* [PROBLEM DESCRIPTION]
Lines with the word "Cycle" in them must be copied from the records below.

Collected data entries:
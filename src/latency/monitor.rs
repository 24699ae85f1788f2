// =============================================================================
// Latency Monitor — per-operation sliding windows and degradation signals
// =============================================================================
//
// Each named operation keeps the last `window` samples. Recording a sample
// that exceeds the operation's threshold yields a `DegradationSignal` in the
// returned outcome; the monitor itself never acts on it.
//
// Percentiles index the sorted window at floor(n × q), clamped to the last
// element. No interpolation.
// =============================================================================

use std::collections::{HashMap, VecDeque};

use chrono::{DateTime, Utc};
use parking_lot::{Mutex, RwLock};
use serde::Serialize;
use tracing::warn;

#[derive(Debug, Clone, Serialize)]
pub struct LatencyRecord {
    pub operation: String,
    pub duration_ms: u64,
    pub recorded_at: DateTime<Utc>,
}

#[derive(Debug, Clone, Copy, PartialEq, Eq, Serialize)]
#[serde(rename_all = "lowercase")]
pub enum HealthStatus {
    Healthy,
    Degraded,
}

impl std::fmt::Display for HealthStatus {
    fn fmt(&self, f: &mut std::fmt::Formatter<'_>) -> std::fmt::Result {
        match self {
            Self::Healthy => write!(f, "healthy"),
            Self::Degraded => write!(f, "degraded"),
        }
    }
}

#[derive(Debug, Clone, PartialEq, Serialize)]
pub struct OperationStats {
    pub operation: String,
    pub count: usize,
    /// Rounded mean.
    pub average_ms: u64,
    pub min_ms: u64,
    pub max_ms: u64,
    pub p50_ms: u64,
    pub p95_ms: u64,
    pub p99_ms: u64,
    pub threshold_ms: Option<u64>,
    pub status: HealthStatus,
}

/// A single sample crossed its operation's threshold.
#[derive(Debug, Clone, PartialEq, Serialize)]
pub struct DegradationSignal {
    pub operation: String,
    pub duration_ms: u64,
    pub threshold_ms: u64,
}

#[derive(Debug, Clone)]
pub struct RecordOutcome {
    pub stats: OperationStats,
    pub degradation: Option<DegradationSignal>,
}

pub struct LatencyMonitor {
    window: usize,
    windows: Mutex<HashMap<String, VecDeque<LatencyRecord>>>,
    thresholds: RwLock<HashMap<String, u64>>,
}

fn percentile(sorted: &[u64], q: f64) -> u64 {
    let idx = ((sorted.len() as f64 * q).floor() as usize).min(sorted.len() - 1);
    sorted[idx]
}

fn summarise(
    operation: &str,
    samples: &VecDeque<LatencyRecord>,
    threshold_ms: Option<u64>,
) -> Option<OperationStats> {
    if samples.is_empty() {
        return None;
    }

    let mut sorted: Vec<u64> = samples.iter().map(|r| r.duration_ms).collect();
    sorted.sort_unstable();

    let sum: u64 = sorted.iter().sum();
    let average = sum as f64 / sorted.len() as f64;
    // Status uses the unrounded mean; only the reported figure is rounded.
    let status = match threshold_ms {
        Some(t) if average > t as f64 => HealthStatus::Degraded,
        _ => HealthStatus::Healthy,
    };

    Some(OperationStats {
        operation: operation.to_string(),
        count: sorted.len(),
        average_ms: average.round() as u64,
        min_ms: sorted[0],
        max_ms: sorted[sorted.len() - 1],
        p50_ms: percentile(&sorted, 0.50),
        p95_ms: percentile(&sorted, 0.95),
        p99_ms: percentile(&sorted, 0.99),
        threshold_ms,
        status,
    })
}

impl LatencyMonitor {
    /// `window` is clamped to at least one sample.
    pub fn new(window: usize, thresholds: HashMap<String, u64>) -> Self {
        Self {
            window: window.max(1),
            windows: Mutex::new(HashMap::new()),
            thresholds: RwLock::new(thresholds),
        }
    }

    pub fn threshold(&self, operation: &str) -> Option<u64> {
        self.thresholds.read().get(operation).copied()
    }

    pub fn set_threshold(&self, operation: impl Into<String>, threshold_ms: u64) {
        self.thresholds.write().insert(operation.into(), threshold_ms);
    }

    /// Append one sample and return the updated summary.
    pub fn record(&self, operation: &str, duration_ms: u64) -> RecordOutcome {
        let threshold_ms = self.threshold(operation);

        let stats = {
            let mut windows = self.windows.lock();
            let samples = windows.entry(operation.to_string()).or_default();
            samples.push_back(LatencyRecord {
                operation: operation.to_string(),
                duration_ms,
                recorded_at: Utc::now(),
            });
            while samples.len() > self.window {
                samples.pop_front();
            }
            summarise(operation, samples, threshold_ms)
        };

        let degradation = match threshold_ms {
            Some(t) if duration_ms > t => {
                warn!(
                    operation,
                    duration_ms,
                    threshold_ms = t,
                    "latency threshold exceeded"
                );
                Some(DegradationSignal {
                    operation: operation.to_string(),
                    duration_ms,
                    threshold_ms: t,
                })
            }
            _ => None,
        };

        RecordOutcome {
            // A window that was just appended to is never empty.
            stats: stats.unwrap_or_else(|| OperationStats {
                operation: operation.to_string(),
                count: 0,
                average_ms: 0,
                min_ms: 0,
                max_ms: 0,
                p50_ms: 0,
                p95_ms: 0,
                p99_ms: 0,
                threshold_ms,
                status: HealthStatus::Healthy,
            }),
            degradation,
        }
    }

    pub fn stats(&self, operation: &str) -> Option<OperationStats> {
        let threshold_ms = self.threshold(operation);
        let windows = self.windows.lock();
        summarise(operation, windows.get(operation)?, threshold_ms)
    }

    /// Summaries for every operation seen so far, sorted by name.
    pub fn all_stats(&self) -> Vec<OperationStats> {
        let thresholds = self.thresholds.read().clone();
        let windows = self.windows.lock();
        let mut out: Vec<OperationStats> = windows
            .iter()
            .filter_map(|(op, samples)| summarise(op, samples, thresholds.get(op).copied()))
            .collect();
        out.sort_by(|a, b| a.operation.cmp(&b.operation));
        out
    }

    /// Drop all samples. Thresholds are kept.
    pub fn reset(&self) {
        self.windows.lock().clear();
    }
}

...

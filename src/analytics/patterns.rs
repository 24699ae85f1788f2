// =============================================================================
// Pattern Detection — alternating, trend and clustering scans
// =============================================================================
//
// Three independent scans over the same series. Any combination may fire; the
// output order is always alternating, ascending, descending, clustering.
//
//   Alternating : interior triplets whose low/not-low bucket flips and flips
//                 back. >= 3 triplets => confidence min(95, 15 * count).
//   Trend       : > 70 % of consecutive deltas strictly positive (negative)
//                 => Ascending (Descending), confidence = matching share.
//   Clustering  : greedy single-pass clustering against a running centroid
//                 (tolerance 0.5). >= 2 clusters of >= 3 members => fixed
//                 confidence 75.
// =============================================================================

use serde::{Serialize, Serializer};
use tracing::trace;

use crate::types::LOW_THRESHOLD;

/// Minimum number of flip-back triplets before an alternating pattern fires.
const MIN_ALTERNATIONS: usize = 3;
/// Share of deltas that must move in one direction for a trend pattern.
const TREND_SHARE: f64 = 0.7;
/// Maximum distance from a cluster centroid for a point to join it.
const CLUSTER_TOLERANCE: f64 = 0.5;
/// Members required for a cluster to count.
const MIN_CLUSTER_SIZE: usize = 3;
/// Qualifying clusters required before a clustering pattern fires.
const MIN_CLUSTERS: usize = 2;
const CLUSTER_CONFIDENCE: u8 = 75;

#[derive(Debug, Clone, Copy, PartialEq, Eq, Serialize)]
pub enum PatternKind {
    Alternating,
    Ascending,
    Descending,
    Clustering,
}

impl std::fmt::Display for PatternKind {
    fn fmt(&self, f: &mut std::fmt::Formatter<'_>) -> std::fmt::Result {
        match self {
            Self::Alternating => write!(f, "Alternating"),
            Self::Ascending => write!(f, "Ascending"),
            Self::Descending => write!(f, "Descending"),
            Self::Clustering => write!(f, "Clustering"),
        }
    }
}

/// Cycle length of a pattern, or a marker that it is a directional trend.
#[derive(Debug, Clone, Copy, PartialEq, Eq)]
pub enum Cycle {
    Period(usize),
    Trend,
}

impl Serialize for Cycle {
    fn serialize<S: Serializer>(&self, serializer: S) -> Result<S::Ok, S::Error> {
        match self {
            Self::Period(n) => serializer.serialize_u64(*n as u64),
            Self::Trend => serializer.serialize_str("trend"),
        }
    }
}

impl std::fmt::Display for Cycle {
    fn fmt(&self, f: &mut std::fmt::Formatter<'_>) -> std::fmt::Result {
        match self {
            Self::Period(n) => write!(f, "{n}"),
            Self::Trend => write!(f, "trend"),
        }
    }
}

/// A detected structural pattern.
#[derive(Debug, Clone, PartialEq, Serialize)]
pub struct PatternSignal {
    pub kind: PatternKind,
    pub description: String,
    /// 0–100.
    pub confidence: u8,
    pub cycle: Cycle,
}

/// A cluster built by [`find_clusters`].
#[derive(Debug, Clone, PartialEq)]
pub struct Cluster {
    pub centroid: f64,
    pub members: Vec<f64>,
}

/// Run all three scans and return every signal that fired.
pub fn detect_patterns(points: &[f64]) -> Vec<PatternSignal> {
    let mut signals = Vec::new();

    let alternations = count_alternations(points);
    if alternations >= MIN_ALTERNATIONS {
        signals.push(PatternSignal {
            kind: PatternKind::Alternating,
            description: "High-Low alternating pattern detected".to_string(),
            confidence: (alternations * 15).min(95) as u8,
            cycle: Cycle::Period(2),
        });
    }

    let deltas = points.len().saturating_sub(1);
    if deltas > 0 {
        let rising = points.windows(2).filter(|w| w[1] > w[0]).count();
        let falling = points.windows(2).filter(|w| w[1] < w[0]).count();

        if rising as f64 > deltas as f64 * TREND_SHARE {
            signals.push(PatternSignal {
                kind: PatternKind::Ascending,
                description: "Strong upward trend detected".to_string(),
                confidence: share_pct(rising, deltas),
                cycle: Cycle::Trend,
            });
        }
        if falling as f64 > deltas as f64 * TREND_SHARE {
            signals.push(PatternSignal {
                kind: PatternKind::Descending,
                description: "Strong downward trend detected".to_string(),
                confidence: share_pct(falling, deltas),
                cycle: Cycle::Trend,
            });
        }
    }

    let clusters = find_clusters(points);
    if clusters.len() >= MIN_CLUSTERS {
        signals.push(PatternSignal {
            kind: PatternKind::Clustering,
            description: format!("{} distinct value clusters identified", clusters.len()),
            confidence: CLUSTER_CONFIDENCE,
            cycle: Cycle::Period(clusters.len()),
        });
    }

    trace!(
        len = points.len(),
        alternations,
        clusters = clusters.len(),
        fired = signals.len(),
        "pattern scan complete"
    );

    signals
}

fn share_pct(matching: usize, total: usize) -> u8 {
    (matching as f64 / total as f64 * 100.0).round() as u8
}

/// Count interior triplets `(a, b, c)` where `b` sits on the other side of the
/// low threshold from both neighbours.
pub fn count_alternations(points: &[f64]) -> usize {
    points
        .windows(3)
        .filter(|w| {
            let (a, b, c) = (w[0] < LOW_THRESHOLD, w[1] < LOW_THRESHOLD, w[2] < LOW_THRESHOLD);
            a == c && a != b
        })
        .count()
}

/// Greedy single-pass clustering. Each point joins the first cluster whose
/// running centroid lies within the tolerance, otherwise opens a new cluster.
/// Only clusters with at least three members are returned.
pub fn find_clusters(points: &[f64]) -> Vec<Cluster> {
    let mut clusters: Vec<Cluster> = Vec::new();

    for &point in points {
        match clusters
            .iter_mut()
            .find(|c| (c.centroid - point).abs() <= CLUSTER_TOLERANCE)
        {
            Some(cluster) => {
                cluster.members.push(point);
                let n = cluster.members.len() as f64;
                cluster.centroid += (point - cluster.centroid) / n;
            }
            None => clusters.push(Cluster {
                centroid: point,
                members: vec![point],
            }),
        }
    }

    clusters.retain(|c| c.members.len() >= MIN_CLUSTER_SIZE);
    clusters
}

---

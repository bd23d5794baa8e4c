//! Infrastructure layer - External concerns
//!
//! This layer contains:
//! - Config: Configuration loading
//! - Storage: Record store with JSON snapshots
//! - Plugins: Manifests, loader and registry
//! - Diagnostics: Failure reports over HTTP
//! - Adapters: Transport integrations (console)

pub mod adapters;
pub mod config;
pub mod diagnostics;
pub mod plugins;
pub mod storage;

* [ANSWER SPACE]
/// Cycle length of a pattern, or a marker that it is a directional trend.
pub enum Cycle {
impl Serialize for Cycle {
impl std::fmt::Display for Cycle {
    pub cycle: Cycle,
            cycle: Cycle::Period(2),
                cycle: Cycle::Trend,
                cycle: Cycle::Trend,
            cycle: Cycle::Period(clusters.len()),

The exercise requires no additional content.